Material for this task Block Start

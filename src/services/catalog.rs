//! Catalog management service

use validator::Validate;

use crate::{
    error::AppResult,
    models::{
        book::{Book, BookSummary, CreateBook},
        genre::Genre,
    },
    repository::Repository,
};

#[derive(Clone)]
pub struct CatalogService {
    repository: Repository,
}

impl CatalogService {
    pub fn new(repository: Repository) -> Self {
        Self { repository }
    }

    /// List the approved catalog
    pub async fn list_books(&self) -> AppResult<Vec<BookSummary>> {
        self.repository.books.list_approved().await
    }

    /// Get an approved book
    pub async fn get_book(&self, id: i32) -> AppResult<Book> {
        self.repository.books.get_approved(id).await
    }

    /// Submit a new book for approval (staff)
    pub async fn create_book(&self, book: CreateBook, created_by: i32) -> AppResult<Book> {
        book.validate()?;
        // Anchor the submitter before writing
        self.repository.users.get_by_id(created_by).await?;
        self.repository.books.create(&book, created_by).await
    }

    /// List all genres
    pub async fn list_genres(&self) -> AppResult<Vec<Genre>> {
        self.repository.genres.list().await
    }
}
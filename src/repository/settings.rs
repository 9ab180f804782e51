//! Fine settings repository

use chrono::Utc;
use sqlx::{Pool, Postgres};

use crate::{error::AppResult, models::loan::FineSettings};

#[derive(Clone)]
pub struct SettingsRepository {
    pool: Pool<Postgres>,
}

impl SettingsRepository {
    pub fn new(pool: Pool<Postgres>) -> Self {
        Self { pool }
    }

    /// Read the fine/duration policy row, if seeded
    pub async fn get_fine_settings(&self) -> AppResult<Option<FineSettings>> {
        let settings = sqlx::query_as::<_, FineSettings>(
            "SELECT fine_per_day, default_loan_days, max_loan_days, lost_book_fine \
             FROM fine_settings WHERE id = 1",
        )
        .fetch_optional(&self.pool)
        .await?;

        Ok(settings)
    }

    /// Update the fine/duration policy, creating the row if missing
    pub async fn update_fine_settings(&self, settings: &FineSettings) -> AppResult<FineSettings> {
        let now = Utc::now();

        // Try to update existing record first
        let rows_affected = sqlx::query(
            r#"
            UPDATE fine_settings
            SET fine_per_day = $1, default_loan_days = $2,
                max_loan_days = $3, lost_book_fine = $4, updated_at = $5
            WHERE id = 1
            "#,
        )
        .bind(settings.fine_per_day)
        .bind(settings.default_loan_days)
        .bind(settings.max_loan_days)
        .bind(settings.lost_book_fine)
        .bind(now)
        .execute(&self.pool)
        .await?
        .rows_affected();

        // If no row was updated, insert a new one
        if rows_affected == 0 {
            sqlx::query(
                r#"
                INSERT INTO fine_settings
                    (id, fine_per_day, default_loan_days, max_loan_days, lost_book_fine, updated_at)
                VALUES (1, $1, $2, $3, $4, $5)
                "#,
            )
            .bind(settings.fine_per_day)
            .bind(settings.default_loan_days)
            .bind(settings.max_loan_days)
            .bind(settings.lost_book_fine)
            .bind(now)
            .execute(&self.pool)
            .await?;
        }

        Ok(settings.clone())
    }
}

Material for this task Block End
Material for this task Block Start

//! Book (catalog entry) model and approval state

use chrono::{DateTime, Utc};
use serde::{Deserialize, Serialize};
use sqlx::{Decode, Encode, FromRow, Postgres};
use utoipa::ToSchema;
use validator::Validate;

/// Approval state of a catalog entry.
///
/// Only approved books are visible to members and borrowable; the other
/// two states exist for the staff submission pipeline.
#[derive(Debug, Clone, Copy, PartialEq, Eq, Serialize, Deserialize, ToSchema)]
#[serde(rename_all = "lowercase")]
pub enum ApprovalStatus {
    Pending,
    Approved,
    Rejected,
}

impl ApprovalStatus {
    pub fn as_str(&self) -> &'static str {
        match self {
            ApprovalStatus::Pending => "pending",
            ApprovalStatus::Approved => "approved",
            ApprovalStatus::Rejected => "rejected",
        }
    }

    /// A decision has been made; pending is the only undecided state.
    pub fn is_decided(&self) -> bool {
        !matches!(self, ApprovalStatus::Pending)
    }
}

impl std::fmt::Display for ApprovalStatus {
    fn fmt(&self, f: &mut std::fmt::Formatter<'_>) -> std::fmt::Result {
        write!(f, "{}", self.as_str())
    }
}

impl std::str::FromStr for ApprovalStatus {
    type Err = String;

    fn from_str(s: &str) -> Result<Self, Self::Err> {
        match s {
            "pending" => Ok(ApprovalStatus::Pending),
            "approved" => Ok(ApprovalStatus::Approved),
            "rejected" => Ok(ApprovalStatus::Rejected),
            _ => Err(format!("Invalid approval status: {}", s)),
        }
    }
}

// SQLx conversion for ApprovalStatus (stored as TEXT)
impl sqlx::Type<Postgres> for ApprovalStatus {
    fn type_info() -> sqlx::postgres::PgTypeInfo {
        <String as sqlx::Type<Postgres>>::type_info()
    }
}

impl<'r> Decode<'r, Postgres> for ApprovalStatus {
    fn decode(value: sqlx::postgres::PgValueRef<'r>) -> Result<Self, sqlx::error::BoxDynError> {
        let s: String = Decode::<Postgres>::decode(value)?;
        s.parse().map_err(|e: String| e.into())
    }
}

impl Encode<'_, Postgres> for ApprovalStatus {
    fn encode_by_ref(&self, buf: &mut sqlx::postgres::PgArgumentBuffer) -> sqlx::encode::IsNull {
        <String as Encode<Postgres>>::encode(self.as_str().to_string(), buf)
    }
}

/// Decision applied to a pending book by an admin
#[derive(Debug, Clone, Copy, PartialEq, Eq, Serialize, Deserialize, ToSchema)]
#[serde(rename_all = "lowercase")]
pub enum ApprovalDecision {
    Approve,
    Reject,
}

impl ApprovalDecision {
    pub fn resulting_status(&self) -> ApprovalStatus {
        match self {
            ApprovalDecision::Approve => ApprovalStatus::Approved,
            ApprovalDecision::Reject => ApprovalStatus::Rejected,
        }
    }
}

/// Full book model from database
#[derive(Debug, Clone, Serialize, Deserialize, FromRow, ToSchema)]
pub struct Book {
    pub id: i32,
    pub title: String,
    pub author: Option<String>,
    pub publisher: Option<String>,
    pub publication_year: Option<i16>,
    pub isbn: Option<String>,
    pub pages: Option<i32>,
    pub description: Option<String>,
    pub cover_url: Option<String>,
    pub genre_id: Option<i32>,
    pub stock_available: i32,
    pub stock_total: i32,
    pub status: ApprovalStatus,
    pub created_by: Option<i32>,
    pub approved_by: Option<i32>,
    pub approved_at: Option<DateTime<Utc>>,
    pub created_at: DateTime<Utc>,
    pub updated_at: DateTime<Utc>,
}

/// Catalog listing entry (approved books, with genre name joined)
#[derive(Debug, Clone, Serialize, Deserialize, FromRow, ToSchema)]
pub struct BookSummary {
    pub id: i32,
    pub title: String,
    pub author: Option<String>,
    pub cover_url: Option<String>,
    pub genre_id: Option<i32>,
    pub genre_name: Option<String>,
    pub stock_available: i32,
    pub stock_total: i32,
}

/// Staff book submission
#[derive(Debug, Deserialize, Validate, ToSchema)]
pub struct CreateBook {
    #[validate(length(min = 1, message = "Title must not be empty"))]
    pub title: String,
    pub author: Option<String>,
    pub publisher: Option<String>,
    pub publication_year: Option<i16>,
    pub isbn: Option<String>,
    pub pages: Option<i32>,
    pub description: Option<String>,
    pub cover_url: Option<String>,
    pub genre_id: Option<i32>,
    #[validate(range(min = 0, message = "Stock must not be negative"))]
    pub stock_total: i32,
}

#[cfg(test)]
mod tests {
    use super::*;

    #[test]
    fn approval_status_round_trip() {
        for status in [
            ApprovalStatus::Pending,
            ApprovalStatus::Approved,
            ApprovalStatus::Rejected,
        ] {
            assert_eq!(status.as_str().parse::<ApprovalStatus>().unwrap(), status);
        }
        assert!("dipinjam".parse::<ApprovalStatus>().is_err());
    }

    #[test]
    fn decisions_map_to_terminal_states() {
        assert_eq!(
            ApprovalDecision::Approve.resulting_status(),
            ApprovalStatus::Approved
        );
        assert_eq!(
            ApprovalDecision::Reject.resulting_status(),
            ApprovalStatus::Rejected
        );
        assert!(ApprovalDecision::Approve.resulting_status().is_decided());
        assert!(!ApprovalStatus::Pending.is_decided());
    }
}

Material for this task Block End

Work order:
In the records above, find each line holding "async" and copy it.

Result for this exercise:
    pub async fn list_books(&self) -> AppResult<Vec<BookSummary>> {
    pub async fn get_book(&self, id: i32) -> AppResult<Book> {
    pub async fn create_book(&self, book: CreateBook, created_by: i32) -> AppResult<Book> {
    pub async fn list_genres(&self) -> AppResult<Vec<Genre>> {
    pub async fn get_fine_settings(&self) -> AppResult<Option<FineSettings>> {
    pub async fn update_fine_settings(&self, settings: &FineSettings) -> AppResult<FineSettings> {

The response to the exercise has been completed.